▸ Exercise description
Among the lines below, a stretch begins at the one with "Write a sample" and ends at the one with "# Read only". Repeat that stretch exactly, ends included.

[Collected data entries]
○ ○ ○ ○

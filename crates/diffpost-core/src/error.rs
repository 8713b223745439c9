/// Errors that can occur while producing and publishing a review.
///
/// Library crates return this type directly; the binary renders it through
/// `miette` at the boundary. Only [`DiffpostError::Llm`] is ever recovered
/// from: the review generator folds it into a failed review outcome.
///
/// # Examples
///
/// ```
/// use diffpost_core::DiffpostError;
///
/// let err = DiffpostError::Config("LLM_API_KEY is not set".into());
/// assert!(err.to_string().contains("LLM_API_KEY"));
/// ```
#[derive(Debug, thiserror::Error, miette::Diagnostic)]
pub enum DiffpostError {
    /// Filesystem I/O failure.
    #[error("IO error: {0}")]
    Io(#[from] std::io::Error),

    /// Invalid or missing configuration.
    #[error("configuration error: {0}")]
    #[diagnostic(
        code(diffpost::config),
        help("check the LLM_*, PROMPT_TEMPLATE and GITHUB_* environment variables")
    )]
    Config(String),

    /// The request never produced a response (DNS, connect, TLS, reset).
    #[error("request to {url} failed: {message}")]
    Transport {
        /// Target URL.
        url: String,
        /// Underlying transport diagnostic.
        message: String,
    },

    /// The server answered with a non-success status.
    #[error("HTTP {status} from {url}: {body}")]
    Http {
        /// Response status code.
        status: u16,
        /// Target URL.
        url: String,
        /// Response body, as returned.
        body: String,
    },

    /// The response body did not have the expected shape.
    #[error("failed to decode response from {url}: {message}")]
    Decode {
        /// Target URL.
        url: String,
        /// Decoder diagnostic.
        message: String,
    },

    /// The triggering event payload is malformed.
    #[error("event payload error: {0}")]
    Event(String),

    /// Text-generation API or response error.
    #[error("LLM error: {0}")]
    Llm(String),

    /// JSON serialization / deserialization failure.
    #[error("serialization error: {0}")]
    Serialization(#[from] serde_json::Error),

    /// TOML deserialization failure.
    #[error("TOML parse error: {0}")]
    Toml(#[from] toml::de::Error),
}
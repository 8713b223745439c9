use std::fmt;

use serde::{Deserialize, Deserializer};

/// The pull request every call in a run is aimed at.
///
/// Derived once from the triggering event and never mutated afterwards.
///
/// # Examples
///
/// ```
/// use diffpost_core::PullRequestRef;
///
/// let pr = PullRequestRef {
///     owner: "octocat".into(),
///     repo: "hello-world".into(),
///     number: 42,
///     base_sha: "aaa111".into(),
///     head_sha: "bbb222".into(),
/// };
/// assert_eq!(pr.to_string(), "octocat/hello-world#42");
/// ```
#[derive(Debug, Clone, PartialEq, Eq)]
pub struct PullRequestRef {
    /// Repository owner (user or organisation).
    pub owner: String,
    /// Repository name without the owner.
    pub repo: String,
    /// Pull request number.
    pub number: u64,
    /// Base revision SHA.
    pub base_sha: String,
    /// Head revision SHA.
    pub head_sha: String,
}

impl fmt::Display for PullRequestRef {
    fn fmt(&self, f: &mut fmt::Formatter<'_>) -> fmt::Result {
        write!(f, "{}/{}#{}", self.owner, self.repo, self.number)
    }
}

/// One changed file as reported by the pull request file listing.
///
/// `patch` is absent when the platform omits it (binary or oversized files).
///
/// # Examples
///
/// ```
/// use diffpost_core::FilePatch;
///
/// let file: FilePatch =
///     serde_json::from_str(r#"{"filename":"logo.png","status":"added"}"#).unwrap();
/// assert_eq!(file.path, "logo.png");
/// assert!(file.patch.is_none());
/// ```
#[derive(Debug, Clone, PartialEq, Eq, Deserialize)]
pub struct FilePatch {
    /// Path of the file relative to the repository root.
    #[serde(rename = "filename")]
    pub path: String,
    /// Unified diff fragment, if the platform supplied one.
    #[serde(default)]
    pub patch: Option<String>,
}

/// A comment on the pull request discussion thread.
#[derive(Debug, Clone, PartialEq, Eq, Deserialize)]
pub struct ExistingComment {
    /// Platform identifier used to update the comment in place.
    pub id: u64,
    /// Comment body; `null` bodies are read as empty.
    #[serde(default, deserialize_with = "null_as_empty")]
    pub body: String,
}

fn null_as_empty<'de, D>(deserializer: D) -> Result<String, D::Error>
where
    D: Deserializer<'de>,
{
    Ok(Option::<String>::deserialize(deserializer)?.unwrap_or_default())
}

/// Terminal outcome of the review step.
///
/// Generation failures are carried as data so that publishing still happens.
///
/// # Examples
///
/// ```
/// use diffpost_core::ReviewOutcome;
///
/// let ok = ReviewOutcome::Success { text: "Looks good.".into() };
/// assert_eq!(ok.comment_text(), "Looks good.");
///
/// let failed = ReviewOutcome::Failure { error_message: "HTTP 500".into() };
/// assert!(failed.comment_text().ends_with("HTTP 500"));
/// ```
#[derive(Debug, Clone, PartialEq, Eq)]
pub enum ReviewOutcome {
    /// The backend produced review text.
    Success {
        /// Review text as returned by the model.
        text: String,
    },
    /// The backend could not be called or its answer was unusable.
    Failure {
        /// Human-readable diagnostic.
        error_message: String,
    },
}

impl ReviewOutcome {
    /// Text placed in the review section of the published comment.
    pub fn comment_text(&self) -> String {
        match self {
            Self::Success { text } => text.clone(),
            Self::Failure { error_message } => {
                format!("Review generation failed: {error_message}")
            }
        }
    }

    /// Whether the review step succeeded.
    pub fn is_success(&self) -> bool {
        matches!(self, Self::Success { .. })
    }
}
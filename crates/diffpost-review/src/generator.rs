use diffpost_core::{PromptTemplate, ReviewOutcome};

use crate::llm::LlmClient;

/// Turns an aggregated diff into a [`ReviewOutcome`].
///
/// This is the only place where an error is intentionally converted into
/// data: whatever goes wrong while talking to the backend ends up as
/// [`ReviewOutcome::Failure`] so the comment still gets published.
pub struct ReviewGenerator {
    llm: LlmClient,
}

impl ReviewGenerator {
    /// Wrap an LLM client.
    pub fn new(llm: LlmClient) -> Self {
        Self { llm }
    }

    /// Model identifier reported in the published comment.
    pub fn model(&self) -> &str {
        self.llm.model()
    }

    /// Render the prompt from `template` and `diff`, then ask the backend.
    pub async fn generate(&self, template: &PromptTemplate, diff: &str) -> ReviewOutcome {
        let prompt = template.render(diff);
        tracing::info!(
            model = self.llm.model(),
            prompt_bytes = prompt.len(),
            "requesting review"
        );

        match self.llm.generate(&prompt).await {
            Ok(text) => {
                tracing::info!(review_bytes = text.len(), "review generated");
                ReviewOutcome::Success { text }
            }
            Err(e) => {
                tracing::warn!(error = %e, "review generation failed");
                ReviewOutcome::Failure {
                    error_message: e.to_string(),
                }
            }
        }
    }
}

#[cfg(test)]
mod tests {
    use std::sync::Arc;

    use diffpost_core::{LlmProvider, LlmSettings, Secret};
    use mockito::{Matcher, Server};

    use super::*;
    use crate::http::{HttpClient, ReqwestTransport};

    fn generator(base_url: String) -> ReviewGenerator {
        let http = HttpClient::new(Arc::new(ReqwestTransport::new().unwrap()));
        ReviewGenerator::new(LlmClient::new(
            http,
            &LlmSettings {
                provider: LlmProvider::OpenAi,
                model: "gpt-test".into(),
                api_key: Secret::new("k"),
                base_url,
            },
        ))
    }

    #[tokio::test]
    async fn substitutes_diff_into_prompt() {
        let mut server = Server::new_async().await;
        let mock = server
            .mock("POST", "/v1/chat/completions")
            .match_body(Matcher::PartialJson(serde_json::json!({
                "messages": [{ "content": "before\n+added\nafter +added" }],
            })))
            .with_status(200)
            .with_body(r#"{"choices":[{"message":{"content":"Nice change."}}]}"#)
            .create_async()
            .await;

        let template = PromptTemplate::parse("before\n{{DIFF}}\nafter {{DIFF}}").unwrap();
        let outcome = generator(server.url()).generate(&template, "+added").await;

        assert_eq!(
            outcome,
            ReviewOutcome::Success {
                text: "Nice change.".into()
            }
        );
        mock.assert_async().await;
    }

    #[tokio::test]
    async fn backend_failure_is_contained() {
        let mut server = Server::new_async().await;
        let _mock = server
            .mock("POST", "/v1/chat/completions")
            .with_status(429)
            .with_body("rate limited")
            .create_async()
            .await;

        let template = PromptTemplate::parse("{{DIFF}}").unwrap();
        let outcome = generator(server.url()).generate(&template, "+x").await;

        match outcome {
            ReviewOutcome::Failure { error_message } => {
                assert!(error_message.contains("429"));
                assert!(error_message.contains("rate limited"));
            }
            other => panic!("expected failure, got {other:?}"),
        }
    }

    #[tokio::test]
    async fn unreachable_backend_is_contained() {
        let template = PromptTemplate::parse("{{DIFF}}").unwrap();
        let outcome = generator("http://127.0.0.1:1".into())
            .generate(&template, "+x")
            .await;
        assert!(!outcome.is_success());
    }
}
use crate::error::DiffpostError;

/// Token replaced by the aggregated diff when a prompt is built.
pub const DIFF_PLACEHOLDER: &str = "{{DIFF}}";

/// A prompt template known to contain [`DIFF_PLACEHOLDER`].
///
/// Construction is the only validation point, so holding a `PromptTemplate`
/// means rendering can never silently drop the diff.
///
/// # Examples
///
/// ```
/// use diffpost_core::PromptTemplate;
///
/// let template = PromptTemplate::parse("Review this:\n{{DIFF}}").unwrap();
/// assert_eq!(template.render("+x"), "Review this:\n+x");
///
/// assert!(PromptTemplate::parse("no placeholder here").is_err());
/// ```
#[derive(Debug, Clone, PartialEq, Eq)]
pub struct PromptTemplate {
    raw: String,
}

impl PromptTemplate {
    /// Validate `raw` and wrap it.
    ///
    /// # Errors
    ///
    /// Returns [`DiffpostError::Config`] if the placeholder does not occur.
    pub fn parse(raw: &str) -> Result<Self, DiffpostError> {
        if !raw.contains(DIFF_PLACEHOLDER) {
            return Err(DiffpostError::Config(format!(
                "prompt template must contain the {DIFF_PLACEHOLDER} placeholder"
            )));
        }
        Ok(Self {
            raw: raw.to_string(),
        })
    }

    /// Substitute `diff` into every placeholder occurrence.
    ///
    /// Substitution is a single left-to-right pass: placeholder text that
    /// appears inside `diff` is kept literally.
    pub fn render(&self, diff: &str) -> String {
        self.raw.replace(DIFF_PLACEHOLDER, diff)
    }

    /// The template as configured.
    pub fn as_str(&self) -> &str {
        &self.raw
    }
}
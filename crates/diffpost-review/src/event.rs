use std::path::Path;

use diffpost_core::{DiffpostError, PullRequestRef};
use serde::Deserialize;

#[derive(Debug, Deserialize)]
struct EventPayload {
    #[serde(default)]
    pull_request: Option<serde_json::Value>,
}

#[derive(Debug, Deserialize)]
struct PullRequest {
    number: u64,
    base: Revision,
    head: Revision,
}

#[derive(Debug, Deserialize)]
struct Revision {
    sha: String,
}

/// Extract the pull request from a webhook event payload.
///
/// Returns `Ok(None)` when the payload has no `pull_request` object (the
/// run was triggered by something else and has nothing to do).
///
/// # Errors
///
/// Returns [`DiffpostError::Event`] if the payload is not JSON or the
/// `pull_request` object lacks its number or revisions.
///
/// # Examples
///
/// ```
/// use diffpost_review::event::parse_event;
///
/// let payload = r#"{"pull_request":{"number":3,"base":{"sha":"aaa"},"head":{"sha":"bbb"}}}"#;
/// let pr = parse_event(payload, "octocat", "hello-world").unwrap().unwrap();
/// assert_eq!(pr.number, 3);
///
/// assert!(parse_event(r#"{"ref":"refs/heads/main"}"#, "o", "r").unwrap().is_none());
/// ```
pub fn parse_event(
    payload: &str,
    owner: &str,
    repo: &str,
) -> Result<Option<PullRequestRef>, DiffpostError> {
    let event: EventPayload = serde_json::from_str(payload)
        .map_err(|e| DiffpostError::Event(format!("payload is not valid JSON: {e}")))?;

    let Some(raw) = event.pull_request.filter(|v| !v.is_null()) else {
        return Ok(None);
    };
    let pr: PullRequest = serde_json::from_value(raw)
        .map_err(|e| DiffpostError::Event(format!("malformed pull_request object: {e}")))?;

    Ok(Some(PullRequestRef {
        owner: owner.to_string(),
        repo: repo.to_string(),
        number: pr.number,
        base_sha: pr.base.sha,
        head_sha: pr.head.sha,
    }))
}

/// Read the payload at `path` and hand it to [`parse_event`].
///
/// # Errors
///
/// Returns [`DiffpostError::Io`] if the file cannot be read, otherwise
/// whatever [`parse_event`] returns.
pub fn read_event(
    path: &Path,
    owner: &str,
    repo: &str,
) -> Result<Option<PullRequestRef>, DiffpostError> {
    let payload = std::fs::read_to_string(path)?;
    parse_event(&payload, owner, repo)
}
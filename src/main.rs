use std::path::{Path, PathBuf};
use std::sync::Arc;

use clap::{Parser, Subcommand};
use miette::{IntoDiagnostic, Result};
use tracing_subscriber::EnvFilter;

use diffpost_core::{ActionConfig, FileConfig};
use diffpost_review::http::ReqwestTransport;
use diffpost_review::orchestrator::Orchestrator;

const DEFAULT_CONFIG_FILE: &str = ".diffpost.toml";

#[derive(Parser)]
#[command(
    name = "diffpost",
    version,
    about = "Post an AI code review as a single, continuously-updated PR comment",
    long_about = "Runs once per pull request event: fetches the full diff, asks a language model\n\
                  for a review, and creates or updates one marker-tagged comment with the result.\n\n\
                  Required environment:\n  \
                    LLM_API_KEY, LLM_MODEL, PROMPT_TEMPLATE (must contain {{DIFF}}),\n  \
                    GITHUB_TOKEN, GITHUB_EVENT_PATH, GITHUB_REPOSITORY\n\n\
                  Optional environment:\n  \
                    LLM_PROVIDER (openai|gemini), LLM_BASE_URL, GITHUB_API_URL\n\n\
                  Examples:\n  \
                    diffpost                 Review the pull request in GITHUB_EVENT_PATH\n  \
                    diffpost run --verbose   Same, with debug logging\n  \
                    diffpost init            Write a sample .diffpost.toml\n  \
                    diffpost --config ci/diffpost.toml   Layer a trusted config file under the environment"
)]
struct Cli {
    #[command(subcommand)]
    command: Option<Command>,

    /// Path to a configuration file. Never discovered implicitly: the working
    /// directory is the pull request's checkout.
    #[arg(long, global = true)]
    config: Option<PathBuf>,

    /// Enable debug logging
    #[arg(long, short, global = true)]
    verbose: bool,
}

#[derive(Subcommand)]
enum Command {
    /// Review the triggering pull request and publish the comment (default)
    Run,
    /// Create a sample .diffpost.toml in the current directory
    Init,
}

const SAMPLE_CONFIG: &str = r#"# diffpost configuration
# Read only when passed explicitly: diffpost run --config <path>
# Environment variables take precedence over every value in this file.

[llm]
# provider = "openai"    # or "gemini"
# model = "gpt-4o"
# base_url = "https://api.openai.com"

[github]
# api_url = "https://api.github.com"

[review]
# Must contain the {{DIFF}} placeholder.
# prompt_template = """
# You are a senior engineer. Review the following pull request diff and point
# out bugs, security issues and risky changes. Be concise.
#
# {{DIFF}}
# """
"#;

fn init_tracing(verbose: bool) {
    let filter = if verbose {
        EnvFilter::new("debug")
    } else {
        EnvFilter::try_from_default_env().unwrap_or_else(|_| EnvFilter::new("info"))
    };
    tracing_subscriber::fmt()
        .with_env_filter(filter)
        .with_target(false)
        .with_writer(std::io::stderr)
        .init();
}

fn load_file_config(explicit: Option<&Path>) -> Result<FileConfig> {
    match explicit {
        Some(path) => Ok(FileConfig::from_file(path)?),
        None => Ok(FileConfig::default()),
    }
}

async fn run(config_path: Option<&Path>) -> Result<()> {
    let file_config = load_file_config(config_path)?;
    let config = ActionConfig::resolve(&file_config, |key| std::env::var(key).ok())?;

    let transport = Arc::new(ReqwestTransport::new()?);
    let outcome = Orchestrator::new(&config, transport).run().await?;
    tracing::info!("{outcome}");
    Ok(())
}

fn init_config() -> Result<()> {
    let path = Path::new(DEFAULT_CONFIG_FILE);
    if path.exists() {
        miette::bail!("{DEFAULT_CONFIG_FILE} already exists");
    }
    std::fs::write(path, SAMPLE_CONFIG).into_diagnostic()?;
    eprintln!("Created {DEFAULT_CONFIG_FILE}");
    Ok(())
}

#[tokio::main]
async fn main() -> Result<()> {
    miette::set_hook(Box::new(|_| {
        Box::new(
            miette::MietteHandlerOpts::new()
                .terminal_links(true)
                .build(),
        )
    }))
    .expect("miette handler");
    human_panic::setup_panic!();

    let cli = Cli::parse();
    init_tracing(cli.verbose);

    match cli.command.unwrap_or(Command::Run) {
        Command::Run => run(cli.config.as_deref()).await,
        Command::Init => init_config(),
    }
}
//! Review orchestration: fetch a pull request's diff, obtain a review from
//! a text-generation backend, and keep a single marker comment up to date.
//!
//! Provides the HTTP adapter and its [`http::Transport`] seam, the
//! paginated GitHub client, diff aggregation, the LLM client and review
//! generator, the comment upsert engine, and the [`orchestrator`] that
//! sequences them.

pub mod comment;
pub mod diff;
pub mod event;
pub mod generator;
pub mod github;
pub mod http;
pub mod llm;
pub mod orchestrator;
pub mod paginate;

#[cfg(test)]
mod testing;
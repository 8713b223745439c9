use diffpost_core::FilePatch;

/// Separator placed between consecutive file patches.
pub const PATCH_SEPARATOR: &str = "\n\n";

/// Join every present patch, in listing order, with a blank line.
///
/// Files without a patch (binary or oversized) are skipped. Patch text is
/// passed through untouched; an empty result means nothing was diffable.
///
/// # Examples
///
/// ```
/// use diffpost_core::FilePatch;
/// use diffpost_review::diff::aggregate_patches;
///
/// let files = vec![
///     FilePatch { path: "a.rs".into(), patch: Some("A".into()) },
///     FilePatch { path: "logo.png".into(), patch: None },
///     FilePatch { path: "b.rs".into(), patch: Some("B".into()) },
/// ];
/// assert_eq!(aggregate_patches(&files), "A\n\nB");
/// ```
pub fn aggregate_patches(files: &[FilePatch]) -> String {
    files
        .iter()
        .filter_map(|f| f.patch.as_deref())
        .collect::<Vec<_>>()
        .join(PATCH_SEPARATOR)
}

#[cfg(test)]
mod tests {
    use super::*;

    fn file(path: &str, patch: Option<&str>) -> FilePatch {
        FilePatch {
            path: path.into(),
            patch: patch.map(str::to_string),
        }
    }

    #[test]
    fn all_absent_patches_give_empty_string() {
        let files = vec![file("a.png", None), file("b.bin", None)];
        assert_eq!(aggregate_patches(&files), "");
    }

    #[test]
    fn no_files_give_empty_string() {
        assert_eq!(aggregate_patches(&[]), "");
    }

    #[test]
    fn single_patch_has_no_separator() {
        let files = vec![file("a.png", None), file("src/lib.rs", Some("@@ -1 +1 @@"))];
        assert_eq!(aggregate_patches(&files), "@@ -1 +1 @@");
    }

    #[test]
    fn patch_content_is_not_altered() {
        let raw = "@@ -1,2 +1,2 @@\n-let s = \"<tag>\";\n+let s = \"{{DIFF}}\\t\";\n\n";
        let files = vec![file("x.rs", Some(raw)), file("y.rs", Some("+y"))];
        assert_eq!(aggregate_patches(&files), format!("{raw}\n\n+y"));
    }
}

○ ○ ○ ○

▸ Task output
                    diffpost init            Write a sample .diffpost.toml\n  \
                    diffpost --config ci/diffpost.toml   Layer a trusted config file under the environment"
)]
struct Cli {
    #[command(subcommand)]
    command: Option<Command>,

    /// Path to a configuration file. Never discovered implicitly: the working
    /// directory is the pull request's checkout.
    #[arg(long, global = true)]
    config: Option<PathBuf>,

    /// Enable debug logging
    #[arg(long, short, global = true)]
    verbose: bool,
}

#[derive(Subcommand)]
enum Command {
    /// Review the triggering pull request and publish the comment (default)
    Run,
    /// Create a sample .diffpost.toml in the current directory
    Init,
}

const SAMPLE_CONFIG: &str = r#"# diffpost configuration
# Read only when passed explicitly: diffpost run --config <path>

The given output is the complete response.